ヒロインが迎えに来たら。6/6



「とりあえず謝罪会見を..」
紹介が終わり、再び沈黙が訪れる、と思ったのだが、その前にちいが口を開いていた。

言ってから、僕とサキを交互にちら見している。
サキはそんな視線に対して、律儀に睨み返している。
あるいは単に見返しているだけなのかもしれない。

言葉の意味が掴めていない僕はきっと、阿呆面を晒しているのだろう。
しゃ、謝罪会見?


僕がなにも掴めないままのところに、

「私とたまきちで戦ってたんだけどね。」

サキはさらに理解しがたい言葉を投下してきた。

「まず、私がばこーんて、たまきちを突き飛ばしたんだ。やばいと思って。
 したらなんか、たまきちすっ飛んでちゃって
 ビリヤードみたいに、山崎君だっけ?にそのまま直撃しちゃって。」

ああ、なるほど。

いやいや待てよ、盛大に溜息をつきたい衝動に駆られる。
山下君の次は山崎君か、それでも僕は山本なんだけど。

「えっと。」

つまりはなんだ。

「休み時間に和笠氏と玉木氏が遊んでいて、和笠氏に突き飛ばされた玉木氏が、
 たまたま、僕にぶつかった?」

どうにかこうにか僕なりに簡潔にまとめた言葉。

緊張しすぎて「氏」とかつけて呼んでしまったのだが、
それを揶揄する言葉も、おちょくる言葉も聞こえなかった。

「そうそう、そゆこと。それで山下君倒れてて、覗き込んでみたら
 脳震盪っていうのかなあーゆーの。
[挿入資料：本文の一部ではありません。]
//! Runtime configuration.
//!
//! Values come from, in increasing precedence: built-in defaults, an
//! optional TOML file, the `PIPEWRIGHT_CACHE_DIR` environment variable,
//! and finally whatever the caller sets through the builder methods.

use crate::{Error, Result, version};
use semver::Version;
use serde::{Deserialize, Serialize};
use std::path::{Path, PathBuf};
use std::time::Duration;

/// Environment variable overriding the package cache root.
pub const CACHE_DIR_ENV: &str = "PIPEWRIGHT_CACHE_DIR";

/// Shared dependency whose version every packaged tool must agree on.
pub const DEFAULT_SHARED_DEPENDENCY: &str = "@buggyorg/graphtools";

/// Oldest shared-dependency version still accepted.
pub const DEFAULT_SHARED_DEPENDENCY_FLOOR: &str = "0.4.0-pre.11";

/// Package manifest whose presence marks a completed install.
pub const DEFAULT_MANIFEST_FILE: &str = "package.json";

/// Configuration for resolution, caching and execution.
#[derive(Debug, Clone, PartialEq, Eq, Serialize, Deserialize)]
#[serde(default, rename_all = "kebab-case")]
pub struct Config {
    /// Root of the package cache.
    pub cache_dir: PathBuf,
    /// Total time to wait for a contended install lock.
    pub lock_timeout_secs: u64,
    /// Delay between lock attempts.
    pub lock_poll_interval_ms: u64,
    /// Name of the shared dependency to negotiate.
    pub shared_dependency: String,
    /// Releases built against an older shared dependency are ignored.
    pub shared_dependency_floor: String,
    /// Manifest file that marks a cache entry as installed.
    pub manifest_file: String,
}

impl Default for Config {
    fn default() -> Self {
        Self {
            cache_dir: default_cache_dir(),
            lock_timeout_secs: 600,
            lock_poll_interval_ms: 500,
            shared_dependency: DEFAULT_SHARED_DEPENDENCY.to_string(),
            shared_dependency_floor: DEFAULT_SHARED_DEPENDENCY_FLOOR.to_string(),
            manifest_file: DEFAULT_MANIFEST_FILE.to_string(),
        }
    }
}

impl Config {
    /// Read a TOML configuration file. Missing keys take their defaults.
    ///
    /// # Errors
    ///
    /// Returns an I/O error if the file cannot be read and a configuration
    /// error if it is not valid TOML for this structure.
    pub fn load(path: &Path) -> Result<Self> {
        let content = std::fs::read_to_string(path)
            .map_err(|e| Error::io(e, Some(path), "read configuration"))?;
        let config: Self = toml::from_str(&content)
            .map_err(|e| Error::configuration(format!("{}: {e}", path.display())))?;
        config.validate()?;
        Ok(config)
    }

    /// Apply environment overrides read through `lookup`.
    #[must_use]
    pub fn with_env_overrides<F>(mut self, lookup: F) -> Self
    where
        F: Fn(&str) -> Option<String>,
    {
        if let Some(dir) = lookup(CACHE_DIR_ENV).filter(|v| !v.is_empty()) {
            self.cache_dir = PathBuf::from(dir);
        }
        self
    }

    /// Apply overrides from the process environment.
    #[must_use]
    pub fn with_process_env(self) -> Self {
        self.with_env_overrides(|key| std::env::var(key).ok())
    }

    /// Set the cache root.
    #[must_use]
    pub fn with_cache_dir(mut self, dir: impl Into<PathBuf>) -> Self {
        self.cache_dir = dir.into();
        self
    }

    /// Set the lock timeout.
    #[must_use]
    pub fn with_lock_timeout(mut self, timeout: Duration) -> Self {
        self.lock_timeout_secs = timeout.as_secs();
        self
    }

    /// Total lock wait budget.
    #[must_use]
    pub fn lock_timeout(&self) -> Duration {
        Duration::from_secs(self.lock_timeout_secs)
    }

    /// Delay between lock attempts.
    #[must_use]
    pub fn lock_poll_interval(&self) -> Duration {
        Duration::from_millis(self.lock_poll_interval_ms)
    }

    /// The parsed shared-dependency floor.
    ///
    /// # Errors
    ///
    /// Returns [`Error::InvalidVersion`] if the floor is not a version.
    pub fn shared_dependency_floor(&self) -> Result<Version> {
        version::parse(&self.shared_dependency_floor)
    }

    /// Check that the configuration is usable.
    ///
    /// # Errors
    ///
    /// Returns a configuration error describing the first problem found.
    pub fn validate(&self) -> Result<()> {
        if self.lock_poll_interval_ms == 0 {
            return Err(Error::configuration("lock-poll-interval-ms must be positive"));
        }
        if self.manifest_file.is_empty() {
            return Err(Error::configuration("manifest-file must not be empty"));
        }
        self.shared_dependency_floor()
            .map_err(|e| Error::configuration(format!("shared-dependency-floor: {e}")))?;
        Ok(())
    }
}

/// Default package cache root.
#[must_use]
pub fn default_cache_dir() -> PathBuf {
    dirs::cache_dir()
        .unwrap_or_else(|| PathBuf::from(".cache"))
        .join("pipewright")
        .join("packages")
}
わかんないけど。
 山下君、気失っちゃってて... 今はもう大丈夫なの?」

僕の名前は目まぐるしく変わっている。


大正解とでも言いたげにミオは両の手で丸を作って頬笑んでから、
また言葉に連動するように、不安げに眉を寄せて僕を覗き込んできた。

愛らしくころころと表情を変化させる子である。

こんな子に心配をかけさせてしまった自分を憎くすら感じる。
明らかに僕は悪くないはずなのに。

完全にミオに翻弄されているようだ。


突如、ふわりと黒髪が勢いよく揺れるのが視界に入る。と、

「ごめん。」

「ごめんなさい。」

サキとちいの声が重なった。

サキは頭を下げ、ちいは両手を合掌する謝罪スタイル。
完全なる不意打ちに、文字道り目が点になりそうになる。

どうやら、2人同時に謝ったのは、事前に相図があったのではない偶然の事らしく、
謝った直後にはもう、サキはちいを睨みつけ、ちいはサキの視線に萎縮していた。

サキといえば目だけで数人を殺めそうである。
ちいが死んでやしまいか不安になるところだ。

僕はと言えば、あまりにも突然の謝罪の言葉に大したリアクションも取れず
「いえ」と情けなく、2人につられて頭を下げる。

こっそりとミオが笑いを押し殺しているのが視界に入った。

謝られるのは、当然といえば当然なのだが、
なんだか僕はふがいない気持ちになった。